Fonte: Questão retirada da prova de literatura do Vestibular UFPE 2014. Disponível em: http://vestibular.brasilescola.uol.com.br/baixar/25447/. Acesso em: 30 mar. 2016.

Dada a extensão do poema de Tomás Antônio Gonzaga que foi utilizado na questão, Lira 57, este teve uma parte suprimida, muito embora o fragmento apresente unicidade tanto semântica quanto estrutural.

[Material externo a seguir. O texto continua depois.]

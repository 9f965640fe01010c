//! Type-safe identifier wrappers.
//!
//! Every persisted entity in the world is addressed by a stable string id.
//! Wrapping the raw strings in distinct newtypes prevents accidentally
//! mixing an object id with a user id or a room name at compile time.
//!
//! Freshly created objects get deterministic ids derived from the room,
//! tick, and a per-partition sequence number (UUID v5), so two engines fed
//! the same inputs produce byte-identical mutation sets.

use serde::{Deserialize, Serialize};
use uuid::Uuid;

use crate::enums::Direction;

/// Namespace for deterministic object ids.
const OBJECT_ID_NAMESPACE: Uuid = Uuid::from_u128(0x6869_7665_2d6f_626a_6563_742d_6964_7321);

/// Generates a newtype wrapper around [`String`] with standard derives.
macro_rules! define_id {
    (
        $(#[$meta:meta])*
        $name:ident
    ) => {
        $(#[$meta])*
        #[derive(Debug, Clone, PartialEq, Eq, PartialOrd, Ord, Hash, Serialize, Deserialize)]
        #[serde(transparent)]
        pub struct $name(pub String);

        impl $name {
            /// Wrap an existing identifier string.
            pub fn new(value: impl Into<String>) -> Self {
                Self(value.into())
            }

            /// Borrow the identifier as a string slice.
            pub fn as_str(&self) -> &str {
                &self.0
            }

            /// Return the inner [`String`] value.
            pub fn into_inner(self) -> String {
                self.0
            }
        }

        impl core::fmt::Display for $name {
            fn fmt(&self, f: &mut core::fmt::Formatter<'_>) -> core::fmt::Result {
                f.write_str(&self.0)
            }
        }

        impl From<&str> for $name {
            fn from(value: &str) -> Self {
                Self(value.to_owned())
            }
        }

        impl From<String> for $name {
            fn from(value: String) -> Self {
                Self(value)
            }
        }

        impl AsRef<str> for $name {
            fn as_ref(&self) -> &str {
                &self.0
            }
        }
    };
}

define_id! {
    /// Unique identifier for a room object (creep, structure, resource pile).
    ObjectId
}

define_id! {
    /// Unique identifier for a player account.
    UserId
}

define_id! {
    /// Unique identifier for a market order.
    OrderId
}

define_id! {
    /// Name of a room, e.g. `W1N1` or `E12S3`.
    RoomName
}

impl ObjectId {
    /// Derive a deterministic id for an object created during processing.
    ///
    /// The same `(partition, tick, sequence)` triple always yields the same
    /// id, which keeps repeated runs over identical inputs comparable.
    pub fn derive(partition: &str, tick: u64, sequence: u64) -> Self {
        let name = format!("{partition}:{tick}:{sequence}");
        let id = Uuid::new_v5(&OBJECT_ID_NAMESPACE, name.as_bytes());
        Self(id.simple().to_string())
    }
}

impl OrderId {
    /// Derive a deterministic order id, see [`ObjectId::derive`].
    pub fn derive(partition: &str, tick: u64, sequence: u64) -> Self {
        Self(ObjectId::derive(partition, tick, sequence).into_inner())
    }
}

impl RoomName {
    /// Parse the room name into world coordinates.
    ///
    /// `W0` maps to x = -1 and `E0` to x = 0; `N0` maps to y = -1 and `S0`
    /// to y = 0. Returns `None` for names outside the `[WE]n[NS]n` grammar.
    pub fn coordinates(&self) -> Option<(i64, i64)> {
        let s = self.0.as_str();
        let mut chars = s.char_indices();
        let (_, horizontal) = chars.next()?;
        let vertical_at = s.find(['N', 'S'])?;
        let x_part = s.get(1..vertical_at)?;
        let y_part = s.get(vertical_at.checked_add(1)?..)?;
        let vertical = s.get(vertical_at..=vertical_at)?;

        let x_raw: i64 = x_part.parse().ok()?;
        let y_raw: i64 = y_part.parse().ok()?;

        let x = match horizontal {
            'W' => x_raw.checked_neg()?.checked_sub(1)?,
            'E' => x_raw,
            _ => return None,
        };
        let y = match vertical {
            "N" => y_raw.checked_neg()?.checked_sub(1)?,
            "S" => y_raw,
            _ => return None,
        };
        Some((x, y))
    }

    /// Build a room name from world coordinates (inverse of [`coordinates`]).
    ///
    /// [`coordinates`]: RoomName::coordinates
    pub fn from_coordinates(x: i64, y: i64) -> Self {
        let horizontal = if x < 0 {
            format!("W{}", x.saturating_neg().saturating_sub(1))
        } else {
            format!("E{x}")
        };
        let vertical = if y < 0 {
            format!("N{}", y.saturating_neg().saturating_sub(1))
        } else {
            format!("S{y}")
        };
        Self(format!("{horizontal}{vertical}"))
    }

    /// The room adjacent to this one in the given direction.
    pub fn neighbor(&self, direction: Direction) -> Option<Self> {
        let (x, y) = self.coordinates()?;
        let (dx, dy) = direction.offset();
        Some(Self::from_coordinates(
            x.checked_add(i64::from(dx))?,
            y.checked_add(i64::from(dy))?,
        ))
    }

    /// Linear (Chebyshev) distance between two rooms in room units.
    pub fn linear_distance(&self, other: &Self) -> Option<u64> {
        let (ax, ay) = self.coordinates()?;
        let (bx, by) = other.coordinates()?;
        let dx = ax.abs_diff(bx);
        let dy = ay.abs_diff(by);
        Some(dx.max(dy))
    }
}

#[cfg(test)]
#[allow(clippy::unwrap_used)]
mod tests {
    use super::*;

    #[test]
    fn derived_ids_are_deterministic() {
        let a = ObjectId::derive("W1N1", 100, 0);
        let b = ObjectId::derive("W1N1", 100, 0);
        let c = ObjectId::derive("W1N1", 100, 1);
        assert_eq!(a, b);
        assert_ne!(a, c);
        assert_eq!(a.as_str().len(), 32);
    }

    #[test]
    fn room_coordinates_roundtrip() {
        for name in ["W0N0", "E0S0", "W12N7", "E3S44"] {
            let room = RoomName::from(name);
            let (x, y) = room.coordinates().unwrap();
            assert_eq!(RoomName::from_coordinates(x, y), room);
        }
        assert_eq!(RoomName::from("W0N0").coordinates(), Some((-1, -1)));
        assert_eq!(RoomName::from("E0S0").coordinates(), Some((0, 0)));
    }

    #[test]
    fn malformed_room_names_have_no_coordinates() {
        assert_eq!(RoomName::from("sim").coordinates(), None);
        assert_eq!(RoomName::from("X1N1").coordinates(), None);
        assert_eq!(RoomName::from("W1").coordinates(), None);
    }

    #[test]
    fn neighbors_cross_the_meridian() {
        let room = RoomName::from("E0N1");
        assert_eq!(room.neighbor(Direction::Left), Some(RoomName::from("W0N1")));
        assert_eq!(room.neighbor(Direction::Bottom), Some(RoomName::from("E0N0")));
        assert_eq!(
            RoomName::from("E0N0").neighbor(Direction::Bottom),
            Some(RoomName::from("E0S0"))
        );
    }

    #[test]
    fn linear_distance_is_chebyshev() {
        let a = RoomName::from("W1N1");
        let b = RoomName::from("E2N3");
        assert_eq!(a.linear_distance(&b), Some(4));
        assert_eq!(a.linear_distance(&a), Some(0));
    }

    #[test]
    fn ids_serialize_transparently() {
        let id = ObjectId::from("abc");
        assert_eq!(serde_json::to_string(&id).unwrap(), "\"abc\"");
    }
}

Como podemos observar, quase todas as proposições, com exceção do item 4, fazem referência aos poemas dispostos, isto é, para cada item ser avaliado é necessária a leitura das obras, leitura essa que visa a distintos objetivos. As proposições 0, 1 e 2 requisitam do candidato a interpretação textual, a proposição 0, além disso, faz referência a um conhecimento teórico da estética literária. Ainda no que concerne a tal proposição, o candidato precisa também compreender o funcionamento de metonímia. A abordagem de um assunto gramatical amplia a compreensão semântica do poema e não faz do texto pretexto para a exploração de tópicos gramaticais. As proposições 1 e 2, além de solicitarem também do candidato a interpretação dos poemas, como já citado, abordam questões que tratam da linguagem literária. Na proposição 3, a leitura de Almas indecisas precisa ser efetivada para que o candidato identifique no poema, se houver, palavras eruditas, mas também é necessário saber que esse recurso é uma característica do Simbolismo. Por fim, para o item 4, basta conhecer de história e crítica literárias, para saber a qual escola literária pertence cada autor, sem ser necessária a leitura das obras.

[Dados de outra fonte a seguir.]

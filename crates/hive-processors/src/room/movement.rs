//! Creep movement: `move` and `moveTo`.
//!
//! Every rested creep first picks the tile it wants. Moves are then
//! resolved together: a creep may enter a tile another creep leaves this
//! tick, of two creeps heading for the same tile the lower id wins, and a
//! creep whose move fails holds its tile against everyone behind it.
//! Fatigue is charged for the terrain entered and recovered by MOVE parts.

use std::collections::{BTreeMap, BTreeSet};

use hive_types::intents::names;
use hive_types::{
    BodyPartType, InterRoom, ObjectId, ObjectIntent, ObjectType, Position, RoomName,
    RoomObjectPatch, RoomObjectSnapshot, TerrainType,
};

use super::{RoomProcessorStep, acting_creep, creep_tiles, obstacle_tiles};
use crate::context::RoomProcessorContext;
use crate::error::ProcessorError;
use crate::events::RoomEvent;
use crate::pathfinder::{CostMatrix, PathGoal, RoomPosition, SearchOptions};

/// Fatigue per non-MOVE part for the terrain entered.
const fn terrain_fatigue(terrain: TerrainType, road: bool) -> i64 {
    if road {
        return 1;
    }
    match terrain {
        TerrainType::Swamp => 10,
        TerrainType::Plain | TerrainType::Wall => 2,
    }
}

/// Fatigue each MOVE part removes per tick.
const MOVE_RECOVERY: i64 = 2;

/// Moves creeps.
#[derive(Debug, Clone, Copy, Default)]
pub struct MovementStep;

impl RoomProcessorStep for MovementStep {
    fn name(&self) -> &'static str {
        "movement"
    }

    fn run(&self, ctx: &mut RoomProcessorContext<'_>) -> Result<(), ProcessorError> {
        let objects = ctx.objects()?;
        let roads: BTreeSet<Position> = objects
            .iter()
            .filter(|o| o.object_type == ObjectType::Road)
            .map(RoomObjectSnapshot::position)
            .collect();

        let creeps: Vec<&RoomObjectSnapshot> = objects
            .iter()
            .filter(|o| o.object_type == ObjectType::Creep)
            .collect();
        let mut wanted = BTreeMap::new();
        for creep in &creeps {
            if let Some(to) = desired_tile(ctx, creep, &objects)?
                && !blocked(ctx, creep, to, &objects)
            {
                wanted.insert(creep.id.clone(), to);
            }
        }
        let moves = resolve_moves(&objects, wanted);

        for creep in creeps {
            let mut fatigue = creep.fatigue.unwrap_or(0);
            let mut patch = RoomObjectPatch::default();

            if let Some(&to) = moves.get(&creep.id) {
                patch.x = Some(to.x);
                patch.y = Some(to.y);
                let per_part = terrain_fatigue(ctx.snapshot().terrain_at(to), roads.contains(&to));
                fatigue = fatigue.saturating_add(heavy_parts(creep).saturating_mul(per_part));
                if let Some(inter_room) = exit_destination(ctx, to) {
                    ctx.log_event(RoomEvent::Exit {
                        object_id: creep.id.clone(),
                        room: inter_room.room.clone(),
                        x: inter_room.x,
                        y: inter_room.y,
                    });
                    patch.inter_room = Some(Some(inter_room));
                }
            }

            let recovered = fatigue
                .saturating_sub(
                    i64::from(creep.active_parts(BodyPartType::Move)).saturating_mul(MOVE_RECOVERY),
                )
                .max(0);
            if Some(recovered) != creep.fatigue {
                patch.fatigue = Some(recovered);
            }
            if patch.has_changes() {
                ctx.patch(&creep.id, patch);
            }
        }
        Ok(())
    }
}

/// Body parts other than MOVE that still have hit points.
fn heavy_parts(creep: &RoomObjectSnapshot) -> i64 {
    let count = creep
        .body
        .iter()
        .filter(|p| p.part != BodyPartType::Move && p.hits > 0)
        .count();
    i64::try_from(count).unwrap_or(i64::MAX)
}

/// The move intent a creep acts on: `move` wins over `moveTo`.
fn move_intent<'a>(
    ctx: &RoomProcessorContext<'a>,
    creep: &RoomObjectSnapshot,
) -> Option<&'a ObjectIntent> {
    let intents = ctx.intents();
    intents
        .find(&creep.id, names::MOVE)
        .or_else(|| intents.find(&creep.id, names::MOVE_TO))
}

/// The tile a creep asks to step onto this tick.
fn desired_tile(
    ctx: &RoomProcessorContext<'_>,
    creep: &RoomObjectSnapshot,
    objects: &[RoomObjectSnapshot],
) -> Result<Option<Position>, ProcessorError> {
    let Some(intent) = move_intent(ctx, creep) else {
        return Ok(None);
    };
    if acting_creep(ctx, intent)?.is_none()
        || creep.fatigue.unwrap_or(0) > 0
        || creep.active_parts(BodyPartType::Move) == 0
    {
        return Ok(None);
    }
    let Some(argument) = intent.record.first() else {
        return Ok(None);
    };

    if intent.record.name == names::MOVE {
        return Ok(argument
            .direction("direction")
            .and_then(|d| creep.position().offset(d)));
    }

    let coordinate = |field: &str| argument.integer(field).and_then(|v| u8::try_from(v).ok());
    let Some(target) = coordinate("x")
        .zip(coordinate("y"))
        .and_then(|(x, y)| Position::from_i32(i32::from(x), i32::from(y)))
    else {
        return Ok(None);
    };
    if target == creep.position() {
        return Ok(None);
    }
    next_step(ctx, creep, target, objects)
}

/// First tile of a path toward `target`, or `None` when the search comes
/// up short.
fn next_step(
    ctx: &RoomProcessorContext<'_>,
    creep: &RoomObjectSnapshot,
    target: Position,
    objects: &[RoomObjectSnapshot],
) -> Result<Option<Position>, ProcessorError> {
    let room = ctx.room().clone();
    let mut matrix = CostMatrix::new();
    for tile in obstacle_tiles(objects, creep.user.as_ref()) {
        matrix.block(tile);
    }
    for tile in creep_tiles(objects) {
        if tile != creep.position() && tile != target {
            matrix.block(tile);
        }
    }
    let callback = |name: &RoomName| (*name == room).then(|| matrix.clone());
    let options = SearchOptions {
        max_rooms: 1,
        room_callback: Some(&callback),
        ..SearchOptions::default()
    };
    let origin = RoomPosition::new(room.clone(), creep.position());
    let goal = PathGoal {
        target: RoomPosition::new(room.clone(), target),
        range: 0,
    };
    let result = ctx.path_finder().search(&origin, &[goal], &options)?;
    if result.incomplete {
        return Ok(None);
    }
    Ok(result
        .path
        .first()
        .filter(|step| step.room == room)
        .map(|step| step.pos))
}

/// Whether terrain or a structure keeps `creep` off `to`.
fn blocked(
    ctx: &RoomProcessorContext<'_>,
    creep: &RoomObjectSnapshot,
    to: Position,
    objects: &[RoomObjectSnapshot],
) -> bool {
    ctx.snapshot().terrain_at(to) == TerrainType::Wall
        || obstacle_tiles(objects, creep.user.as_ref()).contains(&to)
}

/// Settle the wanted moves against each other.
///
/// Creeps that do not move keep their tiles. Each round drops the moves
/// into a kept tile and every contested move but the lowest id; a dropped
/// move keeps its creep in place, so rounds repeat until nothing changes.
fn resolve_moves(
    objects: &[RoomObjectSnapshot],
    mut wanted: BTreeMap<ObjectId, Position>,
) -> BTreeMap<ObjectId, Position> {
    loop {
        let kept: BTreeSet<Position> = objects
            .iter()
            .filter(|o| matches!(o.object_type, ObjectType::Creep | ObjectType::PowerCreep))
            .filter(|o| !wanted.contains_key(&o.id))
            .map(RoomObjectSnapshot::position)
            .collect();
        let mut claimed = BTreeSet::new();
        let dropped: Vec<ObjectId> = wanted
            .iter()
            .filter(|(_, to)| kept.contains(*to) || !claimed.insert(**to))
            .map(|(id, _)| id.clone())
            .collect();
        if dropped.is_empty() {
            return wanted;
        }
        for id in &dropped {
            wanted.remove(id);
        }
    }
}

/// Where a creep standing on exit tile `to` continues next tick.
fn exit_destination(ctx: &RoomProcessorContext<'_>, to: Position) -> Option<InterRoom> {
    let (direction, landing) = to.exit_crossing()?;
    let room = ctx.room().neighbor(direction)?;
    Some(InterRoom {
        room,
        x: landing.x,
        y: landing.y,
    })
}

#[cfg(test)]
#[allow(clippy::unwrap_used)]
mod tests {
    use hive_types::test_support::{self, RoomFixture, intent, number, owner, rival};
    use hive_types::{Direction, IntentRecord, RoomTerrain};

    use super::*;
    use crate::room::testing::run_steps;

    fn walker(id: &str, x: u8, y: u8) -> RoomObjectSnapshot {
        test_support::creep(id, &owner(), x, y, &[BodyPartType::Work, BodyPartType::Move])
    }

    fn step(direction: Direction) -> IntentRecord {
        intent(names::MOVE, vec![("direction", number(i32::from(direction.number())))])
    }

    fn move_to(x: i32, y: i32) -> IntentRecord {
        intent(names::MOVE_TO, vec![("x", number(x)), ("y", number(y))])
    }

    #[test]
    fn move_charges_terrain_fatigue_then_recovers() {
        let mut terrain = RoomTerrain::plain();
        terrain.set(Position::new(11, 10), TerrainType::Swamp);
        let snapshot = RoomFixture::new(10)
            .with_terrain(terrain)
            .with(walker("c1", 10, 10))
            .with_intent(&owner(), "c1", step(Direction::Right))
            .build();
        let run = run_steps(&snapshot, &[&MovementStep]);
        let patch = run.patch("c1");
        assert_eq!((patch.x, patch.y), (Some(11), Some(10)));
        // One WORK part on swamp, minus one MOVE part of recovery.
        assert_eq!(patch.fatigue, Some(8));
    }

    #[test]
    fn tired_creep_only_recovers() {
        let mut creep = walker("c1", 10, 10);
        creep.fatigue = Some(3);
        let snapshot = RoomFixture::new(10)
            .with(creep)
            .with_intent(&owner(), "c1", step(Direction::Right))
            .build();
        let run = run_steps(&snapshot, &[&MovementStep]);
        let patch = run.patch("c1");
        assert_eq!(patch.x, None);
        assert_eq!(patch.fatigue, Some(1));
    }

    #[test]
    fn lower_id_wins_a_contested_tile() {
        let snapshot = RoomFixture::new(10)
            .with(walker("a", 10, 10))
            .with(walker("b", 12, 10))
            .with_intent(&owner(), "a", step(Direction::Right))
            .with_intent(&owner(), "b", step(Direction::Left))
            .build();
        let run = run_steps(&snapshot, &[&MovementStep]);
        assert_eq!(run.patch("a").x, Some(11));
        assert!(!run.touched("b"));
    }

    #[test]
    fn follower_steps_into_a_vacated_tile() {
        let snapshot = RoomFixture::new(10)
            .with(walker("a", 10, 10))
            .with(walker("b", 11, 10))
            .with(walker("c", 12, 10))
            .with_intent(&owner(), "a", step(Direction::Right))
            .with_intent(&owner(), "b", step(Direction::Right))
            .with_intent(&owner(), "c", step(Direction::Right))
            .build();
        let run = run_steps(&snapshot, &[&MovementStep]);
        assert_eq!(run.patch("a").x, Some(11));
        assert_eq!(run.patch("b").x, Some(12));
        assert_eq!(run.patch("c").x, Some(13));
    }

    #[test]
    fn blocked_leader_holds_the_queue() {
        let mut terrain = RoomTerrain::plain();
        terrain.set(Position::new(13, 10), TerrainType::Wall);
        let snapshot = RoomFixture::new(10)
            .with_terrain(terrain)
            .with(walker("a", 10, 10))
            .with(walker("b", 11, 10))
            .with(walker("c", 12, 10))
            .with_intent(&owner(), "a", step(Direction::Right))
            .with_intent(&owner(), "b", step(Direction::Right))
            .with_intent(&owner(), "c", step(Direction::Right))
            .build();
        let run = run_steps(&snapshot, &[&MovementStep]);
        assert!(!run.touched("a"));
        assert!(!run.touched("b"));
        assert!(!run.touched("c"));
    }

    #[test]
    fn creeps_may_swap_tiles() {
        let snapshot = RoomFixture::new(10)
            .with(walker("a", 10, 10))
            .with(walker("b", 11, 10))
            .with_intent(&owner(), "a", step(Direction::Right))
            .with_intent(&owner(), "b", step(Direction::Left))
            .build();
        let run = run_steps(&snapshot, &[&MovementStep]);
        assert_eq!(run.patch("a").x, Some(11));
        assert_eq!(run.patch("b").x, Some(10));
    }

    #[test]
    fn walls_and_foreign_ramparts_block() {
        let mut terrain = RoomTerrain::plain();
        terrain.set(Position::new(10, 9), TerrainType::Wall);
        let snapshot = RoomFixture::new(10)
            .with_terrain(terrain)
            .with(walker("c1", 10, 10))
            .with(walker("c2", 20, 20))
            .with(test_support::structure("ramp", ObjectType::Rampart, &rival(), 21, 20, 0, 0))
            .with_intent(&owner(), "c1", step(Direction::Top))
            .with_intent(&owner(), "c2", step(Direction::Right))
            .build();
        let run = run_steps(&snapshot, &[&MovementStep]);
        assert!(!run.touched("c1"));
        assert!(!run.touched("c2"));
    }

    #[test]
    fn move_wins_over_move_to() {
        let snapshot = RoomFixture::new(10)
            .with(walker("c1", 10, 10))
            .with_intent(&owner(), "c1", move_to(10, 20))
            .with_intent(&owner(), "c1", step(Direction::Top))
            .build();
        let run = run_steps(&snapshot, &[&MovementStep]);
        assert_eq!(run.patch("c1").y, Some(9));
    }

    #[test]
    fn move_to_takes_the_first_path_step() {
        let snapshot = RoomFixture::new(10)
            .with(walker("c1", 10, 10))
            .with_intent(&owner(), "c1", move_to(10, 20))
            .build();
        let run = run_steps(&snapshot, &[&MovementStep]);
        let patch = run.patch("c1");
        assert_eq!(patch.y, Some(11));
        assert!(patch.x.unwrap().abs_diff(10) <= 1);
    }

    #[test]
    fn unreachable_move_to_is_a_no_op() {
        let mut terrain = RoomTerrain::plain();
        for pos in Direction::ALL
            .iter()
            .filter_map(|d| Position::new(10, 20).offset(*d))
        {
            terrain.set(pos, TerrainType::Wall);
        }
        let snapshot = RoomFixture::new(10)
            .with_terrain(terrain)
            .with(walker("c1", 10, 10))
            .with_intent(&owner(), "c1", move_to(10, 20))
            .build();
        let run = run_steps(&snapshot, &[&MovementStep]);
        assert!(!run.touched("c1"));
    }

    #[test]
    fn stepping_onto_an_exit_stages_inter_room() {
        let snapshot = RoomFixture::new(10)
            .with(walker("c1", 48, 25))
            .with_intent(&owner(), "c1", step(Direction::Right))
            .build();
        let run = run_steps(&snapshot, &[&MovementStep]);
        let inter_room = run.patch("c1").inter_room.clone().unwrap().unwrap();
        assert_eq!(inter_room.room, RoomName::from("W0N1"));
        assert_eq!((inter_room.x, inter_room.y), (0, 25));
        assert_eq!(run.events.len(), 1);
    }
}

A análise evidencia que essa é uma questão que prioriza a avaliação da aprendizagem da literatura, porque, das cinco proposições, quatro estão de fato amparadas na leitura das obras, mesmo em três itens (0, 3 e 4) sendo também necessário o domínio de outros saberes que, nesse caso, não decorrem da leitura dos poemas.

No Quadro 5, apresentamos um exemplo de questão com um fragmento de texto, para demonstrarmos que o recurso ao excerto, além de necessário quando não há condições de se publicar um texto na íntegra, não impede que seja dado à amostra tratamento satisfatório.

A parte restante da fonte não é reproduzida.